Grassly's team focused on Uttar Pradesh and Bihar, which the country's vaccination campaign has also targeted. These states were some of the smallpox virus' last refuges as well.

Basing their estimates on the number of times children in these states were vaccinated with the standard trivalent vaccine, the authors calculated that only 74 percent of children under five years old in these states were successfully immunised against the dominant strain of poliovirus by the end of 2005. In contrast 85 percent of children were successfully immunised in the rest of India with this same vaccine.

The reduced efficacy of the trivalent vaccine in Uttar Pradesh and Bihar appears to be the result of unsanitary and overcrowded living conditions, according to the researchers. The poliovirus typically passes through the faeces of infected people and spreads when people eat or drink contaminated food or water.

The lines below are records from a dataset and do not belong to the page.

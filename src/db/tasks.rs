use chrono::Utc;
use rusqlite::{params, Row};
use tracing::warn;
use uuid::Uuid;

use super::{parse_timestamp, require_workspace, search, Database, QueryError};
use crate::models::{Task, TaskWithRelations, User};

/// Fields matched by the task free-text search: title, description, the
/// linked business name and any assignee name.
const SEARCH_COLUMNS: [&str; 4] = ["t.title", "t.description", "b.name", "u.name"];

impl Database {
    // ==================== TASK CREATE ====================

    pub fn insert_task(&self, task: &Task, assignee_ids: &[String]) -> Result<(), QueryError> {
        require_workspace(&task.workspace_id)?;

        self.conn()
            .execute(
                r#"INSERT INTO tasks (
                    id, workspace_id, title, description, business_id, created_at, updated_at
                ) VALUES (?, ?, ?, ?, ?, ?, ?)"#,
                params![
                    task.id,
                    task.workspace_id,
                    task.title,
                    task.description,
                    task.business_id,
                    task.created_at.to_rfc3339(),
                    task.updated_at.to_rfc3339(),
                ],
            )
            .map_err(QueryError::create("task"))?;

        for user_id in assignee_ids {
            self.conn()
                .execute(
                    "INSERT OR IGNORE INTO task_assignees (id, task_id, user_id, created_at)
                     VALUES (?, ?, ?, ?)",
                    params![
                        Uuid::new_v4().to_string(),
                        task.id,
                        user_id,
                        Utc::now().to_rfc3339()
                    ],
                )
                .map_err(QueryError::create("task"))?;
        }

        Ok(())
    }

    // ==================== TASK READ ====================

    /// Fetch one task with relations. Same cross-workspace contract as
    /// [`Database::get_business`].
    pub fn get_task(
        &self,
        id: &str,
        workspace_id: &str,
    ) -> Result<Option<TaskWithRelations>, QueryError> {
        require_workspace(workspace_id)?;

        let mut stmt = self
            .conn()
            .prepare("SELECT * FROM tasks WHERE id = ?1 AND workspace_id = ?2")
            .map_err(QueryError::fetch("task"))?;

        let result = stmt.query_row(params![id, workspace_id], row_to_task);

        match result {
            Ok(task) => Ok(Some(self.load_relations(task)?)),
            Err(rusqlite::Error::QueryReturnedNoRows) => Ok(None),
            Err(e) => Err(QueryError::fetch("task")(e)),
        }
    }

    /// List tasks for a workspace, most recently updated first, optionally
    /// narrowed to tasks carrying the given assignee.
    pub fn list_tasks(
        &self,
        workspace_id: &str,
        assignee_id: Option<&str>,
    ) -> Result<Vec<TaskWithRelations>, QueryError> {
        require_workspace(workspace_id)?;

        let mut sql = String::from("SELECT t.* FROM tasks t WHERE t.workspace_id = ?1");
        if assignee_id.is_some() {
            sql.push_str(
                " AND EXISTS (SELECT 1 FROM task_assignees ta
                              WHERE ta.task_id = t.id AND ta.user_id = ?2)",
            );
        }
        sql.push_str(" ORDER BY t.updated_at DESC");

        let mut stmt = self
            .conn()
            .prepare(&sql)
            .map_err(QueryError::fetch("tasks"))?;

        let tasks = match assignee_id {
            Some(assignee) => stmt.query_map(params![workspace_id, assignee], row_to_task),
            None => stmt.query_map(params![workspace_id], row_to_task),
        }
        .and_then(|rows| rows.collect::<rusqlite::Result<Vec<_>>>())
        .map_err(QueryError::fetch("tasks"))?;

        tasks
            .into_iter()
            .map(|task| self.load_relations(task))
            .collect()
    }

    // ==================== TASK SEARCH ====================

    /// Free-text task search with the same fail-soft contract as the business
    /// searches: errors are logged and read as an empty result.
    pub fn search_tasks(
        &self,
        workspace_id: &str,
        query: &str,
        assignee_id: Option<&str>,
    ) -> Vec<TaskWithRelations> {
        match self.search_tasks_inner(workspace_id, query, assignee_id) {
            Ok(tasks) => tasks,
            Err(err) => {
                warn!(error = %err, "task search failed");
                Vec::new()
            }
        }
    }

    fn search_tasks_inner(
        &self,
        workspace_id: &str,
        query: &str,
        assignee_id: Option<&str>,
    ) -> Result<Vec<TaskWithRelations>, QueryError> {
        if query.trim().is_empty() {
            return self.list_tasks(workspace_id, assignee_id);
        }

        require_workspace(workspace_id)?;

        let mut sql = format!(
            "SELECT DISTINCT t.* FROM tasks t
             LEFT JOIN businesses b ON b.id = t.business_id
             LEFT JOIN task_assignees ta ON ta.task_id = t.id
             LEFT JOIN users u ON u.id = ta.user_id
             WHERE t.workspace_id = ?1 AND {}",
            search::like_clause(&SEARCH_COLUMNS, 2)
        );
        if assignee_id.is_some() {
            sql.push_str(
                " AND EXISTS (SELECT 1 FROM task_assignees x
                              WHERE x.task_id = t.id AND x.user_id = ?3)",
            );
        }
        sql.push_str(" ORDER BY t.updated_at DESC");

        let mut stmt = self
            .conn()
            .prepare(&sql)
            .map_err(QueryError::fetch("tasks"))?;

        let pattern = search::like_pattern(query);
        let tasks = match assignee_id {
            Some(assignee) => stmt.query_map(params![workspace_id, pattern, assignee], row_to_task),
            None => stmt.query_map(params![workspace_id, pattern], row_to_task),
        }
        .and_then(|rows| rows.collect::<rusqlite::Result<Vec<_>>>())
        .map_err(QueryError::fetch("tasks"))?;

        tasks
            .into_iter()
            .map(|task| self.load_relations(task))
            .collect()
    }

    // ==================== TASK UPDATE ====================

    /// Update title, description and business link. Bumps `updated_at`.
    pub fn update_task(&self, task: &Task) -> Result<bool, QueryError> {
        require_workspace(&task.workspace_id)?;

        let now = Utc::now();
        let rows = self
            .conn()
            .execute(
                "UPDATE tasks SET title = ?, description = ?, business_id = ?, updated_at = ?
                 WHERE id = ? AND workspace_id = ?",
                params![
                    task.title,
                    task.description,
                    task.business_id,
                    now.to_rfc3339(),
                    task.id,
                    task.workspace_id,
                ],
            )
            .map_err(QueryError::update("task"))?;

        Ok(rows > 0)
    }

    // ==================== RELATIONS ====================

    fn load_relations(&self, task: Task) -> Result<TaskWithRelations, QueryError> {
        let assignees = self.assignees_for_task(&task.id)?;

        let business = match &task.business_id {
            Some(business_id) => self.get_business(business_id, &task.workspace_id)?,
            None => None,
        };

        Ok(TaskWithRelations {
            task,
            assignees,
            business,
        })
    }

    fn assignees_for_task(&self, task_id: &str) -> Result<Vec<User>, QueryError> {
        let mut stmt = self
            .conn()
            .prepare(
                "SELECT u.* FROM users u
                 JOIN task_assignees ta ON ta.user_id = u.id
                 WHERE ta.task_id = ?
                 ORDER BY u.name",
            )
            .map_err(QueryError::fetch("task"))?;

        stmt.query_map([task_id], super::users::row_to_user)
            .and_then(|rows| rows.collect::<rusqlite::Result<Vec<_>>>())
            .map_err(QueryError::fetch("task"))
    }
}

fn row_to_task(row: &Row) -> rusqlite::Result<Task> {
    let created_at: String = row.get("created_at")?;
    let updated_at: String = row.get("updated_at")?;

    Ok(Task {
        id: row.get("id")?,
        workspace_id: row.get("workspace_id")?,
        title: row.get("title")?,
        description: row.get("description")?,
        business_id: row.get("business_id")?,
        created_at: parse_timestamp(&created_at),
        updated_at: parse_timestamp(&updated_at),
    })
}

#[cfg(test)]
mod tests {
    use super::*;
    use crate::models::{Business, Stage, Workspace};
    use chrono::Duration;

    struct Fixture {
        db: Database,
        workspace: Workspace,
        user: User,
        business: Business,
    }

    fn fixture() -> Fixture {
        let db = Database::open_memory().unwrap();

        let workspace = Workspace::new("Acme");
        db.insert_workspace(&workspace).unwrap();

        let user = User::new("Kari Nordmann", "kari@acme.no");
        db.insert_user(&user).unwrap();

        let mut business = Business::new(&workspace.id, "Fjellheim AS");
        business.stage = Stage::Customer;
        db.insert_business(&business).unwrap();

        Fixture {
            db,
            workspace,
            user,
            business,
        }
    }

    #[test]
    fn test_insert_and_get_task_with_relations() {
        let f = fixture();

        let mut task = Task::new(&f.workspace.id, "Call about renewal");
        task.description = Some("Quarterly contract".to_string());
        task.business_id = Some(f.business.id.clone());
        f.db
            .insert_task(&task, std::slice::from_ref(&f.user.id))
            .unwrap();

        let fetched = f.db.get_task(&task.id, &f.workspace.id).unwrap().unwrap();
        assert_eq!(fetched.task.title, "Call about renewal");
        assert_eq!(fetched.assignees.len(), 1);
        assert_eq!(fetched.assignees[0].email, "kari@acme.no");
        assert_eq!(fetched.business.as_ref().unwrap().name, "Fjellheim AS");
    }

    #[test]
    fn test_get_task_cross_workspace_returns_none() {
        let f = fixture();
        let other = Workspace::new("Other");
        f.db.insert_workspace(&other).unwrap();

        let task = Task::new(&f.workspace.id, "Private");
        f.db.insert_task(&task, &[]).unwrap();

        assert!(f.db.get_task(&task.id, &other.id).unwrap().is_none());
        assert!(f.db.get_task(&task.id, &f.workspace.id).unwrap().is_some());
    }

    #[test]
    fn test_list_tasks_ordered_and_filtered_by_assignee() {
        let f = fixture();
        let other_user = User::new("Ola Hansen", "ola@acme.no");
        f.db.insert_user(&other_user).unwrap();

        let base = Utc::now();

        let mut assigned = Task::new(&f.workspace.id, "Assigned to Kari");
        assigned.updated_at = base + Duration::seconds(10);
        f.db.insert_task(&assigned, std::slice::from_ref(&f.user.id))
            .unwrap();

        let mut unassigned = Task::new(&f.workspace.id, "Nobody's task");
        unassigned.updated_at = base + Duration::seconds(20);
        f.db.insert_task(&unassigned, &[]).unwrap();

        let mut olas = Task::new(&f.workspace.id, "Assigned to Ola");
        olas.updated_at = base + Duration::seconds(30);
        f.db.insert_task(&olas, std::slice::from_ref(&other_user.id))
            .unwrap();

        let all = f.db.list_tasks(&f.workspace.id, None).unwrap();
        let titles: Vec<&str> = all.iter().map(|t| t.task.title.as_str()).collect();
        assert_eq!(
            titles,
            vec!["Assigned to Ola", "Nobody's task", "Assigned to Kari"]
        );

        let karis = f.db.list_tasks(&f.workspace.id, Some(&f.user.id)).unwrap();
        assert_eq!(karis.len(), 1);
        assert_eq!(karis[0].task.title, "Assigned to Kari");
    }

    #[test]
    fn test_list_tasks_blank_workspace_is_an_error() {
        let f = fixture();
        assert!(matches!(
            f.db.list_tasks("", None),
            Err(QueryError::WorkspaceRequired)
        ));
        assert!(matches!(
            f.db.get_task("id", " "),
            Err(QueryError::WorkspaceRequired)
        ));
    }

    #[test]
    fn test_search_matches_title_description_business_and_assignee() {
        let f = fixture();

        let mut task = Task::new(&f.workspace.id, "Renewal call");
        task.description = Some("Discuss onboarding".to_string());
        task.business_id = Some(f.business.id.clone());
        f.db
            .insert_task(&task, std::slice::from_ref(&f.user.id))
            .unwrap();

        f.db.insert_task(&Task::new(&f.workspace.id, "Unrelated"), &[])
            .unwrap();

        for query in ["RENEWAL", "onboarding", "fjellheim", "kari"] {
            let hits = f.db.search_tasks(&f.workspace.id, query, None);
            assert_eq!(hits.len(), 1, "query {:?}", query);
            assert_eq!(hits[0].task.title, "Renewal call");
        }

        assert!(f.db.search_tasks(&f.workspace.id, "no-hit", None).is_empty());
    }

    #[test]
    fn test_search_with_assignee_filter() {
        let f = fixture();

        let kari_task = Task::new(&f.workspace.id, "Renewal for Kari");
        f.db
            .insert_task(&kari_task, std::slice::from_ref(&f.user.id))
            .unwrap();
        let loose_task = Task::new(&f.workspace.id, "Renewal unassigned");
        f.db.insert_task(&loose_task, &[]).unwrap();

        let hits = f
            .db
            .search_tasks(&f.workspace.id, "renewal", Some(&f.user.id));
        assert_eq!(hits.len(), 1);
        assert_eq!(hits[0].task.title, "Renewal for Kari");
    }

    #[test]
    fn test_empty_query_search_equals_listing() {
        let f = fixture();

        let base = Utc::now();
        for i in 0..3 {
            let mut t = Task::new(&f.workspace.id, format!("Task {}", i));
            t.updated_at = base + Duration::seconds(i);
            f.db.insert_task(&t, &[]).unwrap();
        }

        let listed = f.db.list_tasks(&f.workspace.id, None).unwrap();
        let searched = f.db.search_tasks(&f.workspace.id, "", None);
        assert_eq!(searched, listed);
    }

    #[test]
    fn test_search_swallows_store_failures() {
        let f = fixture();
        f.db.conn().execute_batch("DROP TABLE tasks").unwrap();

        assert!(f.db.search_tasks(&f.workspace.id, "anything", None).is_empty());
        assert!(f.db.search_tasks("", "anything", None).is_empty());
    }

    #[test]
    fn test_update_task() {
        let f = fixture();

        let mut task = Task::new(&f.workspace.id, "Before");
        f.db.insert_task(&task, &[]).unwrap();

        task.title = "After".to_string();
        task.business_id = Some(f.business.id.clone());
        assert!(f.db.update_task(&task).unwrap());

        let fetched = f.db.get_task(&task.id, &f.workspace.id).unwrap().unwrap();
        assert_eq!(fetched.task.title, "After");
        assert!(fetched.business.is_some());
    }

    #[test]
    fn test_duplicate_assignee_is_ignored() {
        let f = fixture();

        let task = Task::new(&f.workspace.id, "Doubly assigned");
        f.db
            .insert_task(&task, &[f.user.id.clone(), f.user.id.clone()])
            .unwrap();

        let fetched = f.db.get_task(&task.id, &f.workspace.id).unwrap().unwrap();
        assert_eq!(fetched.assignees.len(), 1);
    }
}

These conditions also mean a child is more likely to have other infections and diarrhoea, which can prevent the vaccine from working effectively. So, it is in exactly those areas where polio transmission is favoured that the efficacy of the vaccine is compromised.

The type 1 strain of the polio virus is now the dominant strain in India, eliminating the need for the standard trivalent vaccine, the authors report. The trivalent vaccine is typically used when more than one strain of the virus is at large in the population.

But the vaccine's weakened strains can interfere with each other inside the body, producing immunity to one strain but not another.

Carefully planned vaccine strategies using the monovalent vaccine could increase the immunization efficacy, enabling polio's eradication in India, Grassly and his colleagues conclude.